Başta Amerika olmak üzere Batı’lı ülkelerin yer altı ve yerüstü kaynakları tükenmektedir. Ortadoğu ülkeleri yer altı ve yer üstü zenginliklere sahiptir. Başta Türkiye olmak üzere Ortadoğu’daki bazı devletler güçlenmektedir. Ulus devletlerin güçlenmesi Batı’nın sömürgeciliğine engeldir. Bu ve benzeri nedenlerle Ortadoğu ülkelerinin harita ve yöneticileri değiştirilmeli ki, Batı’lıların geleceği güvence altına alınsın. Bu amaçla ABD, BOP formülünü kurdu. Bu formüle göre Recep Erdoğan BOP’a yapılacak, Erdoğan aracılığıyla Ortadoğu’ya yerleşilecek.
 
Bu süreçte ABD’nin Dışişleri eski Bakanlarından Condoleezza Rice, bakanlığı döneminde bir makale yazar. 7 Ağustos 2003 günü The Washington Post Gazetesi’deki makaleye göre BOP, Türkiye’nin de içinde bulunduğu 22 İslam ülkesinde uygulanacaktır. Makalesinin sonunda Rice: “Bölge halkının daha özgür ve daha fırsat dolu (!?) şartlarda, Amerika ve dünya halkının daha güvenli ortamlarda yaşamaları için çalışacağız” der.

Bu arada Amerika, Saddam Hüseyin’in bazı icraatlarını bahane ederek Irak’ı işgal etmeye, Türkiye’nin Güneydoğusu’na yerleştireceği 60 bin kadar bir ABD ordusu ile BOP’u uygulamaya çalışmaktadır.
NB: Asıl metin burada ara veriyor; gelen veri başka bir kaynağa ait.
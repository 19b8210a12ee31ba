// SPDX-License-Identifier: BSD-3-Clause
// Copyright 2025. Triad National Security, LLC.

//! The stream client.
//!
//! A client owns one connection: a receive thread that feeds the ring and
//! reassembler, a dispatch table for pushed frames, and a response router
//! that correlates request/response pairs by response id. All sends are
//! synchronous; request waiters block with a bounded timeout.

use log::*;

use std::io::{self, Read};
use std::net::TcpStream;
use std::sync::mpsc::{self, Receiver, SyncSender};
use std::sync::{Arc, Mutex};
use std::thread;

use crate::commands;
use crate::config::Config;
use crate::dispatch::{CommandError, DispatchTable, SubscriberId};
use crate::frame::{self, Mode, WireMessage};
use crate::reassembly::{OwnedFrame, Reassembler};
use crate::router::{RequestHandle, Router};
use crate::state::{StateFlags, SEND};
use crate::transport::{Link, Stream};
use crate::workers;
use crate::{CommandId, DisconnectReason, PeerKey, SendError, USER_COMMAND_LIMIT};

/// Delivery context handed to client-side subscribers: the response id the
/// frame carried (zero for fire-and-forget pushes).
pub struct Inbound {
    response_id: u32,
}

impl Inbound {
    pub(crate) fn new(response_id: u32) -> Self {
        Self { response_id }
    }

    pub fn response_id(&self) -> u32 {
        self.response_id
    }
}

struct Core {
    config: Config,
    state: StateFlags,
    dispatch: DispatchTable<Inbound>,
    router: Arc<Router>,
    link: Mutex<Option<Link>>,
    connect_signal: Mutex<Option<SyncSender<()>>>,
    done: Mutex<Option<Receiver<()>>>,
    on_disconnected: Mutex<Option<fn(DisconnectReason)>>,
}

impl Core {
    /// The one teardown path. The state swap makes it idempotent: exactly
    /// one caller observes live bits and runs the body, so the
    /// disconnected hook fires at most once per connection.
    ///
    /// `notify_peer` is set only for locally initiated teardowns: a
    /// DISCONNECT frame goes out so the remote observes `Graceful` rather
    /// than a dead socket. A teardown triggered by *receiving* the peer's
    /// DISCONNECT must not answer with one of its own.
    fn teardown(&self, reason: DisconnectReason, notify_peer: bool, wait_for_receiver: bool) {
        let prev = self.state.close();
        if prev == 0 {
            return;
        }

        if notify_peer && reason == DisconnectReason::Graceful && prev & SEND != 0 {
            let link = self.link.lock().unwrap().clone();
            if let Some(link) = link {
                if let Ok(buf) = frame::serialize(commands::DISCONNECT, &[], 0, Mode::default()) {
                    let _ = link.send(&buf);
                }
            }
        }

        if let Some(link) = self.link.lock().unwrap().take() {
            link.close();
        }

        if wait_for_receiver {
            let done = self.done.lock().unwrap().take();
            if let Some(done) = done {
                if done.recv_timeout(self.config.close_timeout).is_err() {
                    warn!("receive loop did not exit within the close timeout");
                }
            }
        }

        self.router.drain();

        let hook = *self.on_disconnected.lock().unwrap();
        if let Some(hook) = hook {
            hook(reason);
        }

        debug!("disconnected ({reason})");
    }

    fn send_frame(&self, command: CommandId, payload: &[u8], response_id: u32) -> Result<(), SendError> {
        if !self.state.sending() {
            return Err(SendError::Invalid);
        }

        if payload.len() > self.config.max_packet_size as usize {
            return Err(SendError::Invalid);
        }

        let buf = frame::serialize(command, payload, response_id, Mode::default())
            .map_err(|_| SendError::Invalid)?;

        let link = self.link.lock().unwrap().clone();
        let Some(link) = link else {
            return Err(SendError::Disposed);
        };

        if let Err(e) = link.send(&buf) {
            warn!("send failed: {e}");
            self.teardown(DisconnectReason::Error, false, false);
            return Err(SendError::Socket);
        }

        Ok(())
    }
}

pub struct Client {
    core: Arc<Core>,
}

impl Default for Client {
    fn default() -> Self {
        Self::new()
    }
}

impl Client {
    pub fn new() -> Self {
        Self::with_config(Config::default())
    }

    pub fn with_config(config: Config) -> Self {
        let dispatch = DispatchTable::with_capacity(config.initial_callback_table_size);

        Self {
            core: Arc::new(Core {
                config,
                state: StateFlags::new(),
                dispatch,
                router: Arc::new(Router::new()),
                link: Mutex::new(None),
                connect_signal: Mutex::new(None),
                done: Mutex::new(None),
                on_disconnected: Mutex::new(None),
            }),
        }
    }

    /// Connects over TCP and runs the CONNECT handshake. True once the
    /// server has acknowledged the handshake; calling while already
    /// connected is a no-op that returns true.
    pub fn connect(&self, host: &str, port: u16) -> bool {
        match TcpStream::connect((host, port)) {
            Ok(stream) => self.connect_stream(stream),
            Err(e) => {
                warn!("connect to {host}:{port} failed: {e}");
                false
            }
        }
    }

    /// Runs the connection over an already-established stream. This is the
    /// seam the pipe-based tests use.
    pub fn connect_stream<S: Stream>(&self, stream: S) -> bool {
        if self.core.state.receiving() {
            return true;
        }

        let key = match stream.peer_key() {
            Ok(key) => key,
            Err(e) => {
                warn!("no peer key for stream: {e}");
                return false;
            }
        };

        let reader = match stream.try_clone() {
            Ok(reader) => reader,
            Err(e) => {
                warn!("failed to split stream: {e}");
                return false;
            }
        };

        let link = match Link::from_stream(stream) {
            Ok(link) => link,
            Err(e) => {
                warn!("failed to split stream: {e}");
                return false;
            }
        };

        let (signal_tx, signal_rx) = mpsc::sync_channel(1);
        let (done_tx, done_rx) = mpsc::channel();

        *self.core.link.lock().unwrap() = Some(link.clone());
        *self.core.connect_signal.lock().unwrap() = Some(signal_tx);
        *self.core.done.lock().unwrap() = Some(done_rx);
        self.core.state.open();

        let core = Arc::clone(&self.core);
        thread::spawn(move || {
            // The loop's reason already reflects what the peer did; no
            // frame goes back out from here.
            let reason = receive_loop(&core, key, reader, link);
            core.teardown(reason, false, false);
            let _ = done_tx.send(());
        });

        if self.core.send_frame(commands::CONNECT, &[], 0).is_err() {
            self.core.teardown(DisconnectReason::Error, false, true);
            return false;
        }

        match signal_rx.recv_timeout(self.core.config.close_timeout) {
            Ok(()) => {
                debug!("connected to {key}");
                true
            }
            Err(_) => {
                warn!("no CONNECT acknowledgement from {key}");
                self.core.teardown(DisconnectReason::Unspecified, false, true);
                false
            }
        }
    }

    pub fn connected(&self) -> bool {
        self.core.state.receiving()
    }

    /// Tears the connection down: clears the state bits, closes the
    /// transport with a bounded wait for the receive loop, and drains
    /// pending waiters with `Aborted`. Idempotent. A graceful disconnect
    /// announces itself to the server with a DISCONNECT frame first.
    pub fn disconnect(&self, reason: DisconnectReason) {
        self.core.teardown(reason, true, true);
    }

    /// Fire-and-forget (or correlated, when `response_id` is non-zero)
    /// send of a user command. PING is also allowed so callers can probe
    /// the connection by hand.
    pub fn send(&self, command: CommandId, payload: &[u8], response_id: u32) -> Result<(), SendError> {
        if command > USER_COMMAND_LIMIT && command != commands::PING {
            return Err(SendError::Invalid);
        }

        self.core.send_frame(command, payload, response_id)
    }

    /// Typed send through the message's own encoder.
    pub fn send_value<M: WireMessage>(
        &self,
        command: CommandId,
        value: &M,
        response_id: u32,
    ) -> Result<(), SendError> {
        let mut payload = Vec::new();
        value.encode(&mut payload);
        self.send(command, &payload, response_id)
    }

    /// Sends a request under a fresh non-zero response id and returns the
    /// handle that waits for the matching response.
    pub fn send_request(&self, command: CommandId, payload: &[u8]) -> Result<RequestHandle, SendError> {
        if command > USER_COMMAND_LIMIT && command != commands::PING {
            return Err(SendError::Invalid);
        }

        let id = self.core.router.fresh_id();
        let rx = self.core.router.register(id);

        if let Err(e) = self.core.send_frame(command, payload, id) {
            self.core.router.forget(id);
            return Err(e);
        }

        Ok(RequestHandle::new(
            id,
            rx,
            Arc::clone(&self.core.router),
            self.core.config.response_timeout,
        ))
    }

    /// PING round trip: the server echoes the payload, which completes the
    /// returned handle.
    pub fn ping(&self, payload: &[u8]) -> Result<RequestHandle, SendError> {
        self.send_request(commands::PING, payload)
    }

    pub fn add_command<M: Send + 'static>(
        &self,
        id: CommandId,
        decode: fn(&[u8]) -> Option<M>,
    ) -> Result<(), CommandError> {
        self.core.dispatch.add_command(id, decode)
    }

    pub fn add_wire_command<M: WireMessage + Send + 'static>(
        &self,
        id: CommandId,
    ) -> Result<(), CommandError> {
        self.core.dispatch.add_wire_command::<M>(id)
    }

    pub fn remove_command(&self, id: CommandId) -> bool {
        self.core.dispatch.remove_command(id)
    }

    pub fn add_subscriber<M, F>(&self, id: CommandId, handler: F) -> Result<SubscriberId, CommandError>
    where
        M: Send + 'static,
        F: Fn(&Inbound, &M) + Send + Sync + 'static,
    {
        self.core.dispatch.add_subscriber(id, handler)
    }

    pub fn remove_subscriber(&self, id: CommandId, sub: SubscriberId) -> bool {
        self.core.dispatch.remove_subscriber(id, sub)
    }

    pub fn set_on_disconnected(&self, hook: fn(DisconnectReason)) {
        *self.core.on_disconnected.lock().unwrap() = Some(hook);
    }
}

enum Flow {
    Continue,
    Closed,
}

fn receive_loop<S: Stream>(core: &Arc<Core>, key: PeerKey, mut stream: S, link: Link) -> DisconnectReason {
    let mut reassembler = Reassembler::new(core.config.max_packet_size);
    let mut chunk = [0u8; 4096];

    loop {
        if !core.state.receiving() {
            return DisconnectReason::Aborted;
        }

        let n = match stream.read(&mut chunk) {
            Ok(0) => return DisconnectReason::Error,
            Ok(n) => n,
            Err(e) if e.kind() == io::ErrorKind::Interrupted => continue,
            Err(e) => {
                if core.state.receiving() {
                    warn!("read error from {key}: {e}");
                    return DisconnectReason::Error;
                }
                return DisconnectReason::Aborted;
            }
        };

        reassembler.push(&chunk[..n]);

        while let Some(frame) = reassembler.next_frame() {
            match handle_frame(core, key, &link, frame) {
                Flow::Continue => {}
                Flow::Closed => return DisconnectReason::Graceful,
            }
        }
    }
}

fn handle_frame(core: &Arc<Core>, key: PeerKey, link: &Link, frame: OwnedFrame) -> Flow {
    // Correlated responses complete their waiter and stop there. A frame
    // whose id has no waiter (the request was never ours, or the waiter
    // already completed) falls through to normal dispatch.
    if frame.response_id() != 0 && core.router.complete(frame.response_id(), frame.payload().to_vec())
    {
        return Flow::Continue;
    }

    let command = frame.command();
    match command {
        commands::PING => {
            match frame::serialize(commands::PING, frame.payload(), frame.response_id(), Mode::default())
            {
                Ok(buf) => {
                    if let Err(e) = link.send(&buf) {
                        warn!("ping echo to {key} failed: {e}");
                    }
                }
                Err(e) => warn!("ping echo framing failed: {e}"),
            }
        }

        commands::CONNECT => {
            let signal = core.connect_signal.lock().unwrap().take();
            if let Some(signal) = signal {
                let _ = signal.send(());
            }
        }

        commands::DISCONNECT => return Flow::Closed,

        id if id <= USER_COMMAND_LIMIT => {
            let route = workers::route_key(&key, id);
            let ctx = Inbound {
                response_id: frame.response_id(),
            };

            if !core.dispatch.dispatch(route, ctx, frame) {
                debug!("no entry for command {id}; dropping frame");
            }
        }

        id => debug!("ignoring unassigned reserved command {id}"),
    }

    Flow::Continue
}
Recep Erdoğan ve Abdullah Gül, “Amerika askerlerinin Türkiye’ye konuşlanmasını temin için” TBMM’den yetki isterler, ama başarılı olamazlar. CIA’nın Türkiye uzmanı Henri Barkey, 1 Mart 2003 tezkeresinin T.B.M.M.’de reddedilmesinden sonra, 26 Mart 2003 günü Utah Üniversitesi’nde: “Felaket İle Flört: Türkiye, Irak ve ABD” konulu bir konferans verir. Berkey konuşmada, 1 Mart Tezkeresi’nin reddedilmesinde TSK’ni sorumlu tutar: “AKP lideriyle anlaşarak Türk Ordusu’nu çok sıkı bir kafese kapattık” der.
 
Abdullah Gül Türkiye’nin Cumhurbaşkanı, Recep Tayip Erdoğan Başbakanı olarak Amerika’nın politikaları doğrultusunda beyanatlar vermeyi, adımlar atmayı sürdürürler. Örneğin Recep Tayyip Erdoğan ikiye bir “BOP Eşbaşkanı” olduğunu, “Diyarbakır’ın bir Merkez olacağını” söyledi. Erdoğan, BOP Eşbaşkanı olduğunu çok yerde söylemiştir. Haftalık Aydınlık Dergisi’nin 15 Nisan 2007 gün ve 1030 sayısı ile 23 Mart 2008 gün ve 1079 sayısında konu ile ilgili çok bilgi var.
 
Komşumuz Suriye’nin toprakları yıllardır ABD askerlerinin işgali altındadır. ABD yıllardır Suriye’deki PKK ve PYD gibi terör örgütlerine silah veriyor. Erdoğan ve yakın çalışma arkadaşları Suriye yönetimi ile birlik olup ABD’ni başarısız kılma yerine Suriye yönetimini zora sokuyor. Sonuç Amerika ve İsrail’in işine yarıyor. Eğer Türkiye Suriyeliler konusunda Amerika’nın yanında olmasaydı, ABD bölgede bu kadar kan dökemezdi. Tam burada size bir bilgi vereyim.
 
Zamanın ABD Başkanı Barak Obama 24 Ekim 2012 günü CBS Televizyonu’nda yaptığı bir konuşmada diyor ki: “Yaptığımız her şeyi Suriye’deki gelişmelere elbette büyük ilgi gösteren İsrail’le, bölgedeki ortaklarımızla istişare ederek ve bu konuda büyük ilgisi olan TÜRKİYE’le koordine ederek yapıyoruz.”  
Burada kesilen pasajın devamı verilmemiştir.